- Theatrical release poster
- Directed by: Herbert Ross
- Screenplay by: Buck Henry
- Story by: Charles Shyer Nancy Meyers Harvey Miller
- Produced by: Anthea Sylbert
- Starring: Goldie Hawn Chris Sarandon Richard Romanus
- Cinematography: William A. Fraker
- Edited by: Paul Hirsch
- Music by: Basil Poledouris
- Color process: Technicolor
- Distributed by: Warner Bros. Pictures
- Release date: December 21, 1984;
- Running time: 96 minutes
- Country: United States
- Language: English
- Budget: $12 million
- Box office: $26.2 million (US/Canada)

= Protocol (film) =

1984 film by Herbert Ross

Protocol is a 1984 American comedy film starring Goldie Hawn and Chris Sarandon, written by Buck Henry, and directed by Herbert Ross.
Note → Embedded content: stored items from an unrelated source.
impl<R: TaskRecord> TaskStore<R> {
    /// Applies `patch` to the mirror, returning the record before and after.
    fn apply_local(&self, id: &str, patch: &UpdateTaskData) -> Result<(R, R), CoreError> {
        patch.validate()?;
        let now = self.clock.now();
        self.mirror
            .modify(id, |record| {
                let was_completed = record.task().status == TaskStatus::Completed;
                record.apply_update(patch);
                let task = record.task_mut();
                task.updated_at = now.max(task.created_at);
                match (was_completed, task.status == TaskStatus::Completed) {
                    (false, true) => task.completed_at = Some(task.updated_at),
                    (_, false) => task.completed_at = None,
                    (true, true) => {}
                }
            })
            .ok_or_else(|| CoreError::NotFound(id.to_string()))
    }

    async fn push_update(&self, record: &R, patch: &UpdateTaskData) -> Result<(), CoreError> {
        if is_local_id(record.id()) {
            return Ok(());
        }
        let id = record.id().to_string();
        let body = record.remote_patch(patch)?;
        self.link
            .call("update", move |store| async move {
                store.update(R::COLLECTION, &id, body).await
            })
            .await?;
        Ok(())
    }

    /// Mirrors one history entry to the remote. Failures are reported, never returned.
    async fn sync_history(&self, entry: HistoryEntry) {
        let result = self
            .link
            .call("history_sync", move |store| history::upsert_remote(store, entry))
            .await;
        if let Err(source) = result {
            self.link.diagnostics().report(NonFatal::HistorySync {
                owner: self.owner.to_string(),
                source,
            });
        }
    }

    /// `(completed_at, priority)` for every completed record.
    pub fn completion_events(&self) -> Vec<CompletionEvent> {
        self.mirror
            .snapshot()
            .iter()
            .map(|r| r.task())
            .filter_map(|t| {
                t.completion_instant().map(|completed_at| CompletionEvent {
                    completed_at,
                    priority: t.priority,
                })
            })
            .collect()
    }

    /// Records not yet completed.
    pub fn pending_count(&self) -> usize {
        self.mirror
            .snapshot()
            .iter()
            .filter(|r| r.task().status != TaskStatus::Completed)
            .count()
    }

    /// Trailing `days` of this store's completion history, ending today.
    pub fn history_window(&self, days: u32) -> Vec<HistoryEntry> {
        let today = self.calendar.local_date(self.clock.now());
        self.history
            .entries(&self.owner, HistoryWindow::trailing(today, days))
    }
}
Hawn plays a Washington, D.C. cocktail waitress who prevents the assassination of a visiting Arab emir and winds up a national heroine.

== Plot ==

Sunny Ann Davis is a seemingly ditzy blonde who works as a cocktail waitress in Washington, D.C. She rents a small room in the home of a gay couple, has a lousy love life and drives a rust bucket of a car that she cannot afford to repair.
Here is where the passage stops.